Word for word, retype the first line of the records and every following line through the one containing "state.notebooks = self.store.list_notebooks()?;".
------------------------------------------------------------
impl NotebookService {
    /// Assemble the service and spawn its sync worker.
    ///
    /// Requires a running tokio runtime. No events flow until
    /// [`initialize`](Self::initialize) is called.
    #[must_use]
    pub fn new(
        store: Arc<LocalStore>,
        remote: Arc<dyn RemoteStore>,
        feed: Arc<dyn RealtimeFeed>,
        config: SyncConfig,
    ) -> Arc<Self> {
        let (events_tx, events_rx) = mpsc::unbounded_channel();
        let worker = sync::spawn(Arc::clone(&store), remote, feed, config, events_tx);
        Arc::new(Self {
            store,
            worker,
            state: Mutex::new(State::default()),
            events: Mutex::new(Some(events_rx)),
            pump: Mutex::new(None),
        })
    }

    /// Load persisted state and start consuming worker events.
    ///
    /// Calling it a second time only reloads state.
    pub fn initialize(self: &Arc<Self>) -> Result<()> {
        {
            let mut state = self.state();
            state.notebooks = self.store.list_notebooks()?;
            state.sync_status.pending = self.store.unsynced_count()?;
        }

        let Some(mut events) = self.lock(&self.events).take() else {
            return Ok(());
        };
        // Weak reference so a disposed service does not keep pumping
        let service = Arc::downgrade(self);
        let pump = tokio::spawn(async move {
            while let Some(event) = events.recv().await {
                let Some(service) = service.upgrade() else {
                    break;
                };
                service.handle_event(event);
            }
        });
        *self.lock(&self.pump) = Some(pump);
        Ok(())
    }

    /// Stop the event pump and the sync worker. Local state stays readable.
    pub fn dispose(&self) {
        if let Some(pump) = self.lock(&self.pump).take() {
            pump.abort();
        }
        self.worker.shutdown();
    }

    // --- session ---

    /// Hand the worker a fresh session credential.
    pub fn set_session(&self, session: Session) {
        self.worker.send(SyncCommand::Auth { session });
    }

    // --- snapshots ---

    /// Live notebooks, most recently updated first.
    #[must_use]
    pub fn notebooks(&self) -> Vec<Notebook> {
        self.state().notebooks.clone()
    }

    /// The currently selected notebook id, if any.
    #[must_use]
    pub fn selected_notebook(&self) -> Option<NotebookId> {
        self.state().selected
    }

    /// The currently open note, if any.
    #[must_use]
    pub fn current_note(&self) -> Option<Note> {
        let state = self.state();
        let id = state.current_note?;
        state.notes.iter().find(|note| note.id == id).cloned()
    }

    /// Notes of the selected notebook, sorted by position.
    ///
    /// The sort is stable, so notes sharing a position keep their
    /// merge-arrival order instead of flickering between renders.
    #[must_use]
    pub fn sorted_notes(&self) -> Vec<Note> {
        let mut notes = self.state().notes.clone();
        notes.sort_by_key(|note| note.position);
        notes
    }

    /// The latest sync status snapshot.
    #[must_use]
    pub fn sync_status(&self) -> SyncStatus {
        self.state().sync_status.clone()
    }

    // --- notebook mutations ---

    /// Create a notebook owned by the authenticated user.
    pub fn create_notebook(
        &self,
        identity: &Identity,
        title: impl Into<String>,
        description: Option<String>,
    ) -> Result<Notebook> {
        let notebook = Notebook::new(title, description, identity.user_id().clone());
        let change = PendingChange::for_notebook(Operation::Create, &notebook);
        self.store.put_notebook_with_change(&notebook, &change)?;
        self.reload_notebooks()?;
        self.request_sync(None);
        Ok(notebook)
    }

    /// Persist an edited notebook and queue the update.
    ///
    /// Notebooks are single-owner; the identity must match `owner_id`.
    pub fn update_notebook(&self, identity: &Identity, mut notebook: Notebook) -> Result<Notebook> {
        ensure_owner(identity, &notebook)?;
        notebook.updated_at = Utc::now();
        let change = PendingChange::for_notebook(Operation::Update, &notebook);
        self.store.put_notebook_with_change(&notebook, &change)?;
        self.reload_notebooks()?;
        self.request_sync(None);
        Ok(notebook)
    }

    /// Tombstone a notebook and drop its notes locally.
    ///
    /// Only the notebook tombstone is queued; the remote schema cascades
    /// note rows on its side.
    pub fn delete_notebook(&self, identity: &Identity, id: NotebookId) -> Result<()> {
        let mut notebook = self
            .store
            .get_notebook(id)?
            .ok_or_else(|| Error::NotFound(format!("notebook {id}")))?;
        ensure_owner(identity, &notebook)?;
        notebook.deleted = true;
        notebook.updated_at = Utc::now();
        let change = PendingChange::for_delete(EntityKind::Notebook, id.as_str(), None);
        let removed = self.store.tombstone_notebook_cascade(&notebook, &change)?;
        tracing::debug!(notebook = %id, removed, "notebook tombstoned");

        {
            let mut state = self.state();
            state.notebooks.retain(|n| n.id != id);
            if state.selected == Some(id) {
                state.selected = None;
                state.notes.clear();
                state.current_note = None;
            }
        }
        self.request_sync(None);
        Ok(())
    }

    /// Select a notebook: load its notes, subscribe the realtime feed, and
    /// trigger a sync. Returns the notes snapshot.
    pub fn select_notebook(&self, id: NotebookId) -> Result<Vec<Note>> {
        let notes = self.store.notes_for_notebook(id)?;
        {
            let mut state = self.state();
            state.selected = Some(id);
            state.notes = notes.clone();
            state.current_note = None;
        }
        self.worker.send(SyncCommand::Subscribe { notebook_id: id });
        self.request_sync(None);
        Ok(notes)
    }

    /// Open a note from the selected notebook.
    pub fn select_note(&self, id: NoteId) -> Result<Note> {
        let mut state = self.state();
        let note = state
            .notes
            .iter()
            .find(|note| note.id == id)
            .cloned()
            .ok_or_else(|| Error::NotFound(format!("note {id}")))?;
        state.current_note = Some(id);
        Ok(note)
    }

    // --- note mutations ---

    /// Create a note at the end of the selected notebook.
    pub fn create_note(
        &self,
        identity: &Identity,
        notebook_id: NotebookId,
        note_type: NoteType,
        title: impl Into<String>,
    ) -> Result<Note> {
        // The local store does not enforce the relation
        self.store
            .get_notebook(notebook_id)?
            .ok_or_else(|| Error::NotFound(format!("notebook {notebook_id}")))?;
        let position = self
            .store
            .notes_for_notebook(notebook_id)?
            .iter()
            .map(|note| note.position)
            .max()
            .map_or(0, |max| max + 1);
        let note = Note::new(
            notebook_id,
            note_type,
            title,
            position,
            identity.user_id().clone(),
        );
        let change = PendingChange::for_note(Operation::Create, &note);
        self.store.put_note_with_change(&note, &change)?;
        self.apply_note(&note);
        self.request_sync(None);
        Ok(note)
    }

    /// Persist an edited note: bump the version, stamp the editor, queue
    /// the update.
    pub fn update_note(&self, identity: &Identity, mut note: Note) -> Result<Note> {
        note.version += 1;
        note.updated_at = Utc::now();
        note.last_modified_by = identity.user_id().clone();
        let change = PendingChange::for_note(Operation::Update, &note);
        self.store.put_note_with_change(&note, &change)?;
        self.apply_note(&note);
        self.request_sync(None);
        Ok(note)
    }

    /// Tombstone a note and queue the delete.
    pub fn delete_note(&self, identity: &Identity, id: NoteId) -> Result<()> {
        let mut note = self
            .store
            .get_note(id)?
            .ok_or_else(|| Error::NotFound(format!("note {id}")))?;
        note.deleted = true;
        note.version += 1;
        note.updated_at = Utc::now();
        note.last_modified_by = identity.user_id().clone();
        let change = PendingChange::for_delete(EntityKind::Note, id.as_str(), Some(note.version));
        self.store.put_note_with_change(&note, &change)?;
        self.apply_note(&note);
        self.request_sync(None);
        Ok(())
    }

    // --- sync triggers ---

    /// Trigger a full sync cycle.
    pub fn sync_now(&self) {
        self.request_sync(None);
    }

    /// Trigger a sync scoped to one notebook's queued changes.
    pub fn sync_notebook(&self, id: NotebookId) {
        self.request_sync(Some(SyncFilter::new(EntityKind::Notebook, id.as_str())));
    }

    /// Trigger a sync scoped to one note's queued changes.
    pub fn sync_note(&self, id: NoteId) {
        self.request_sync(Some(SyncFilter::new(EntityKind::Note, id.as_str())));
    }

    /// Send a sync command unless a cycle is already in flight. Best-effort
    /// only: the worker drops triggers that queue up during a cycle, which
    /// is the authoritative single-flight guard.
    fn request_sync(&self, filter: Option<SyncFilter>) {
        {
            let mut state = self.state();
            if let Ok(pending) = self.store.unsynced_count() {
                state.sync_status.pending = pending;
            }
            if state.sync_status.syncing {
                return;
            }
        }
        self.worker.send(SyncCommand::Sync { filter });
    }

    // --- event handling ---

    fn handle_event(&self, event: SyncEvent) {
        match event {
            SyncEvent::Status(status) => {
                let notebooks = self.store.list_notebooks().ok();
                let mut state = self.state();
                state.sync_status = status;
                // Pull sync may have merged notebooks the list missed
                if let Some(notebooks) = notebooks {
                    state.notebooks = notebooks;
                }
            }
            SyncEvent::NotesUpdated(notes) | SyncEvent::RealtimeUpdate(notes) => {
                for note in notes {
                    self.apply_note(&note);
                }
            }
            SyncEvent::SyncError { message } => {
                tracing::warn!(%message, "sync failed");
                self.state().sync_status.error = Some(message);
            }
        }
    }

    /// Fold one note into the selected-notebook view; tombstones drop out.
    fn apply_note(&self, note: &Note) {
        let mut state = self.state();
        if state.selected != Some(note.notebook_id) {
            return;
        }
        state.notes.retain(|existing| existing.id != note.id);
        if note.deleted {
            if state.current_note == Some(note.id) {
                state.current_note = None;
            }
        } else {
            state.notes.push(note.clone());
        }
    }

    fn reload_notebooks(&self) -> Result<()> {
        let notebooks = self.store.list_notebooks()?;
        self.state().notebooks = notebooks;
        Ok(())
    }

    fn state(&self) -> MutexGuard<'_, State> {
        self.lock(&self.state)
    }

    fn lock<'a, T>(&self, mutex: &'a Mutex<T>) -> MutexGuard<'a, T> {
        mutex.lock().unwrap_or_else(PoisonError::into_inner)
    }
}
------------------------------------------------------------
▶ **YOUR SOLUTION**
impl NotebookService {
    /// Assemble the service and spawn its sync worker.
    ///
    /// Requires a running tokio runtime. No events flow until
    /// [`initialize`](Self::initialize) is called.
    #[must_use]
    pub fn new(
        store: Arc<LocalStore>,
        remote: Arc<dyn RemoteStore>,
        feed: Arc<dyn RealtimeFeed>,
        config: SyncConfig,
    ) -> Arc<Self> {
        let (events_tx, events_rx) = mpsc::unbounded_channel();
        let worker = sync::spawn(Arc::clone(&store), remote, feed, config, events_tx);
        Arc::new(Self {
            store,
            worker,
            state: Mutex::new(State::default()),
            events: Mutex::new(Some(events_rx)),
            pump: Mutex::new(None),
        })
    }

    /// Load persisted state and start consuming worker events.
    ///
    /// Calling it a second time only reloads state.
    pub fn initialize(self: &Arc<Self>) -> Result<()> {
        {
            let mut state = self.state();
            state.notebooks = self.store.list_notebooks()?;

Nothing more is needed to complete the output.